If this seems bizzare, keep in mind that we ALL resorted to this black-white thinking 24/7 during our early childhoods. Hence, when mommy brought out the toys, we adored mommy. But when she took one of them away, we instantly flipped to hating mommy and throwing a temper tantrum. Even as adults, we all tend to resort to B-W thinking whenever we experience very intense feelings. This is why we try to keep our mouths shut when very angry -- and try to wait at least two years before buying the ring.

 

As to the folks on the BPD forums claiming that BPDers cannot love, keep in mind that the vast majority of them are abused partners who are fresh out of a BPDer R/S. They tend to be very angry and very hurt.

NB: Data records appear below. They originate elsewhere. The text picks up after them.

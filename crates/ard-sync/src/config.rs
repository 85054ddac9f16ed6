use serde::{Deserialize, Serialize};

/// How framebuffers are cached.
#[derive(Debug, Default, Copy, Clone, PartialEq, Eq, Hash, Serialize, Deserialize)]
pub enum FramebufferStrategy {
    /// Imageless when the backend supports it, concrete otherwise.
    #[default]
    Auto,
    /// Framebuffers only describe attachment structure. Views are supplied when a render pass
    /// begins.
    Imageless,
    /// Framebuffers are bound to specific views and evicted when any of them is destroyed.
    Concrete,
}

#[derive(Debug, Clone, Serialize, Deserialize)]
pub struct ContextCreateInfo {
    /// Used to name the submission thread and command buffers.
    pub debug_name: Option<String>,
    /// Submit batches from a dedicated thread instead of the thread calling `flush`.
    pub threaded_submit: bool,
    /// Completed batches beyond this count are destroyed instead of being kept for reuse.
    pub max_free_batches: usize,
    pub framebuffer_strategy: FramebufferStrategy,
}

impl Default for ContextCreateInfo {
    fn default() -> Self {
        Self {
            debug_name: None,
            threaded_submit: false,
            max_free_batches: 8,
            framebuffer_strategy: FramebufferStrategy::Auto,
        }
    }
}
#[cfg(test)]
mod tests {
    use std::{sync::atomic::Ordering, thread, time::Duration};

    use api::Capabilities;
    use empty::{EmptyBackend, EmptyBackendCreateInfo};

    use super::*;

    fn manual(timeline: bool) -> Arc<EmptyBackend> {
        Arc::new(EmptyBackend::new(EmptyBackendCreateInfo {
            capabilities: Capabilities {
                imageless_framebuffer: true,
                timeline_semaphore: timeline,
            },
            auto_complete: false,
        }))
    }

    fn submit_n(queue: &BatchQueue<EmptyBackend>, n: usize) -> Vec<u64> {
        (0..n)
            .map(|_| {
                let mut batch = queue.acquire().unwrap();
                batch.set_has_work();
                queue.submit(batch).unwrap()
            })
            .collect()
    }

    #[test]
    fn ids_increase_monotonically() {
        let backend = Arc::new(EmptyBackend::default());
        let queue = BatchQueue::new(backend, &ContextCreateInfo::default()).unwrap();
        assert_eq!(queue.last_submitted(), 0);
        assert_eq!(submit_n(&queue, 4), vec![1, 2, 3, 4]);
        assert_eq!(queue.last_submitted(), 4);
    }

    #[test]
    fn completed_batch_is_reused_on_acquire() {
        let backend = Arc::new(EmptyBackend::default());
        let queue = BatchQueue::new(backend, &ContextCreateInfo::default()).unwrap();
        submit_n(&queue, 3);
        queue.recycle();
        // Every acquire reclaimed the previous batch, so only one was ever allocated.
        assert_eq!(queue.free(), 1);
    }

    #[test]
    fn completed_batches_are_reused() {
        let backend = manual(false);
        let queue = BatchQueue::new(backend.clone(), &ContextCreateInfo::default()).unwrap();
        submit_n(&queue, 3);
        assert_eq!(queue.in_flight(), 3);

        backend.signal_all();
        queue.recycle();
        assert_eq!(queue.in_flight(), 0);
        assert_eq!(queue.free(), 3);

        let batch = queue.acquire().unwrap();
        assert_eq!(queue.free(), 2);
        assert_eq!(batch.id(), 0);
        assert!(!batch.has_work());
    }

    #[test]
    fn free_list_is_bounded() {
        let backend = manual(false);
        let queue = BatchQueue::new(
            backend.clone(),
            &ContextCreateInfo {
                max_free_batches: 1,
                ..Default::default()
            },
        )
        .unwrap();
        submit_n(&queue, 3);
        backend.signal_all();
        queue.recycle();
        assert_eq!(queue.free(), 1);
    }

    #[test]
    fn check_and_wait_against_manual_signals() {
        let backend = manual(false);
        let queue = BatchQueue::new(backend.clone(), &ContextCreateInfo::default()).unwrap();
        submit_n(&queue, 6);

        for _ in 0..5 {
            assert!(backend.signal_next());
        }

        assert_eq!(queue.wait(5, Some(Duration::ZERO)), Ok(()));
        assert_eq!(queue.wait(6, Some(Duration::ZERO)), Err(WaitError::Timeout));

        let signaler = {
            let backend = backend.clone();
            thread::spawn(move || {
                thread::sleep(Duration::from_millis(20));
                backend.signal_all();
            })
        };

        assert_eq!(queue.wait(6, None), Ok(()));
        signaler.join().unwrap();
        assert_eq!(queue.last_finished(), 6);
    }

    #[test]
    fn finished_ids_skip_fences() {
        let backend = manual(false);
        let queue = BatchQueue::new(backend.clone(), &ContextCreateInfo::default()).unwrap();
        submit_n(&queue, 3);
        backend.signal_all();
        queue.wait(3, None).unwrap();

        let waits = backend.counters().fence_waits.load(Ordering::Relaxed);
        queue.wait(1, None).unwrap();
        queue.wait(2, Some(Duration::ZERO)).unwrap();
        assert_eq!(backend.counters().fence_waits.load(Ordering::Relaxed), waits);
    }

    #[test]
    fn timeline_waits_use_the_timeline() {
        let backend = manual(true);
        let queue = BatchQueue::new(backend.clone(), &ContextCreateInfo::default()).unwrap();
        submit_n(&queue, 2);
        backend.signal_next();

        assert_eq!(queue.wait(1, Some(Duration::ZERO)), Ok(()));
        assert_eq!(queue.wait(2, Some(Duration::ZERO)), Err(WaitError::Timeout));
        assert_eq!(backend.counters().fence_waits.load(Ordering::Relaxed), 0);
        assert!(backend.counters().timeline_waits.load(Ordering::Relaxed) > 0);
    }

    #[test]
    fn device_loss_is_reported() {
        let backend = manual(false);
        let queue = BatchQueue::new(backend.clone(), &ContextCreateInfo::default()).unwrap();
        submit_n(&queue, 1);
        backend.lose_device();

        assert_eq!(queue.wait(1, None), Err(WaitError::DeviceLost));
        assert!(queue.is_device_lost());
    }

    #[test]
    fn threaded_submission_preserves_order() {
        let backend = Arc::new(EmptyBackend::default());
        let queue = BatchQueue::new(
            backend.clone(),
            &ContextCreateInfo {
                threaded_submit: true,
                ..Default::default()
            },
        )
        .unwrap();

        let ids = submit_n(&queue, 4);
        queue.stall().unwrap();
        assert_eq!(queue.last_finished(), *ids.last().unwrap());
        assert_eq!(backend.submissions().len(), 4);
        assert_eq!(queue.in_flight(), 0);
    }
}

It therefore is not surprising that many of the abused partners on those forums exhibit a level of B-W thinking that rivals that of the BPDers. Specifically, many of those folks are so hurt/angry that they perceive of their BPDer ex-partner as "all black." They therefore mistakenly perceive of BPDers as equivalent to narcissists and sociopaths, who are unable to love. Indeed, there are several heavily trafficked BPD websites which (like the blog website by Shari Schreiber) lump those three PD types together and mistakenly treat them as being indistinguishable.

 

He claims that he has never once lied to me, and that every time he said "i love you", he meant it.
Lying is a trait of narcissism and sociopathy, not of BPD. Granted, a BPDer may lie to you when he is trapped and can see no other way to avoid humiliation. But lying typically is the very last ego defense mechanism that a BPDer would rely on.

 

The reason is that a BPDer typically is filled with self loathing and tremendous guilt. Hence, the last thing a BPDer wants is one more thing to feel guilty about. Moreover, a BPDer usually has no need for that ego defense. His subconscious works 24/7 protecting his fragile ego from seeing too much of reality. It accomplishes this by projecting all hurtful feelings and bad thoughts onto his partner.

 

Because this projection occurs entirely at the subconscious level, he is consciously unaware that it is happening. This is why a BPDer typically BELIEVES the outrageous allegations coming out of his mouth. And, a week later when he is claiming the exact opposite, he will be convinced that is true also. The result is that BPDers are able to protect their fragile egos -- in the same way that young children protect their egos -- with projection.

 

Importantly, I am not saying that you will never find a group of BPDers who lie frequently. Rather, I am only saying that lying is not a BPD trait. This is an important distinction because a recent study found that 39% of full-blown BPDers also suffer from full-blown narcissism -- and 14% also suffer from full-blown ASPD (Sociopathy). Because those two groups largely overlap in BPDers exhibiting 3 disorders, most BPDers do not exhibit either of those full-blown disorders. Hence, most BPDers very rarely lie to a loved one.